_WORK REQUEST_: In the data below, find every line with the string "field" and pull it out.

_INFORMATION SUPPLIED_:
+-------+
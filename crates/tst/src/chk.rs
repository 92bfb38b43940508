// SPDX-License-Identifier: MIT
// Copyright (c) 2026 Alfred Jean LLC

//! Accumulating check for tests with several fallible setup steps.
//!
//! Every step runs; the first failure latches and only [`Chk::reset`]
//! clears it. A single [`Chk::show_pass_fail`] reports the verdict.
//!
//! ```
//! use tst::{Check, Chk};
//!
//! let mut chk = Chk::new();
//! let mut scratch = vec![0u8; 4];
//! let parsed = "17".parse::<u32>();
//! chk.err(&parsed, "parse port");
//! chk.tru(
//!     parsed == Ok(17),
//!     Check::msg(format_args!("unexpected port {:?}", parsed)).on_failure(|| scratch.clear()),
//! );
//! assert!(chk.ok());
//! assert_eq!(scratch.len(), 4);
//! ```

use crate::diagnostic::Diagnostics;
use crate::report::Reporter;
use std::fmt;
use tst_case::Recorder;

/// Options for a single [`Chk::tru`] / [`Chk::err`] step.
///
/// Pass `()` for a step with neither message nor cleanup.
#[derive(Default)]
pub struct Check<'a> {
    message: Option<String>,
    on_failure: Option<Box<dyn FnOnce() + 'a>>,
}

impl<'a> Check<'a> {
    /// No message, no cleanup
    pub fn new() -> Self {
        Self::default()
    }

    /// Diagnostic printed when the step fails. An empty message prints
    /// nothing.
    pub fn msg(message: impl fmt::Display) -> Self {
        Self::from(message.to_string())
    }

    /// Cleanup run once when the step fails
    pub fn on_failure(mut self, cleanup: impl FnOnce() + 'a) -> Self {
        self.on_failure = Some(Box::new(cleanup));
        self
    }

    pub fn message(&self) -> Option<&str> {
        self.message.as_deref()
    }

    pub fn has_cleanup(&self) -> bool {
        self.on_failure.is_some()
    }
}

impl fmt::Debug for Check<'_> {
    fn fmt(&self, f: &mut fmt::Formatter<'_>) -> fmt::Result {
        f.debug_struct("Check")
            .field("message", &self.message)
            .field("on_failure", &self.on_failure.is_some())
            .finish()
    }
}

impl From<&str> for Check<'_> {
    fn from(message: &str) -> Self {
        Self::msg(message)
    }
}

impl From<()> for Check<'_> {
    fn from(_: ()) -> Self {
        Self::new()
    }
}

impl From<String> for Check<'_> {
    fn from(message: String) -> Self {
        Self {
            message: (!message.is_empty()).then_some(message),
            on_failure: None,
        }
    }
}

impl From<fmt::Arguments<'_>> for Check<'_> {
    fn from(args: fmt::Arguments<'_>) -> Self {
        Self::msg(args)
    }
}

/// Latching pass/fail state across several steps
#[derive(Clone, Debug, Default)]
pub struct Chk {
    failed: bool,
    diagnostics: Diagnostics,
}

impl Chk {
    /// Clean check reporting diagnostics on stderr
    pub fn new() -> Self {
        Self::default()
    }

    /// Clean check reporting diagnostics to `diagnostics`
    pub fn with_diagnostics(diagnostics: Diagnostics) -> Self {
        Self {
            failed: false,
            diagnostics,
        }
    }

    pub fn diagnostics(&self) -> &Diagnostics {
        &self.diagnostics
    }

    /// Clear a latched failure
    pub fn reset(&mut self) {
        self.failed = false;
    }

    /// Latch a failure unconditionally
    pub fn fail(&mut self) {
        self.failed = true;
    }

    /// True while nothing has failed
    pub fn ok(&self) -> bool {
        !self.failed
    }

    pub fn is_failed(&self) -> bool {
        self.failed
    }

    /// Step that fails when `condition` is false. Returns whether it failed.
    ///
    /// On failure the message (if any) is printed, then the cleanup runs,
    /// then the failure latches.
    pub fn tru<'a>(&mut self, condition: bool, check: impl Into<Check<'a>>) -> bool {
        if !condition {
            let check = check.into();
            if let Some(message) = &check.message {
                self.diagnostics.error(message);
            }
            self.latch(check);
        }
        !condition
    }

    /// Step that fails when `result` is an error. Returns whether it failed.
    ///
    /// The message, when given, is printed with the error appended.
    pub fn err<'a, T, E: fmt::Display>(
        &mut self,
        result: &Result<T, E>,
        check: impl Into<Check<'a>>,
    ) -> bool {
        match result {
            Ok(_) => false,
            Err(e) => {
                let check = check.into();
                if let Some(message) = &check.message {
                    self.diagnostics
                        .error(format_args!("{}: {}", message, e));
                }
                self.latch(check);
                true
            }
        }
    }

    /// Step that fails unless `actual` equals `expected` (both may be None).
    ///
    /// A mismatch prints the received error and the expected one.
    pub fn err_is<E>(&mut self, actual: Option<&E>, expected: Option<&E>) -> bool
    where
        E: PartialEq + fmt::Debug + ?Sized,
    {
        if actual == expected {
            return false;
        }
        self.diagnostics
            .error(format_args!("Received error: {:?}", actual));
        self.diagnostics
            .warning(format_args!("Should have received: {:?}", expected));
        self.failed = true;
        true
    }

    /// Print the verdict under `who`. Returns whether the check failed.
    ///
    /// State is left as-is; call [`Chk::reset`] before reusing.
    pub fn show_pass_fail(&self, reporter: &Reporter, recorder: &dyn Recorder, who: &str) -> bool {
        if self.failed {
            reporter.failed(recorder, who, who);
        } else {
            reporter.passed(recorder, who, who);
        }
        self.failed
    }

    fn latch(&mut self, check: Check<'_>) {
        if let Some(cleanup) = check.on_failure {
            cleanup();
        }
        self.failed = true;
    }
}

#[cfg(test)]
#[path = "chk_tests.rs"]
mod tests;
+-------+
_SOLUTION FOR THIS PROBLEM_:
            .field("message", &self.message)
            .field("on_failure", &self.on_failure.is_some())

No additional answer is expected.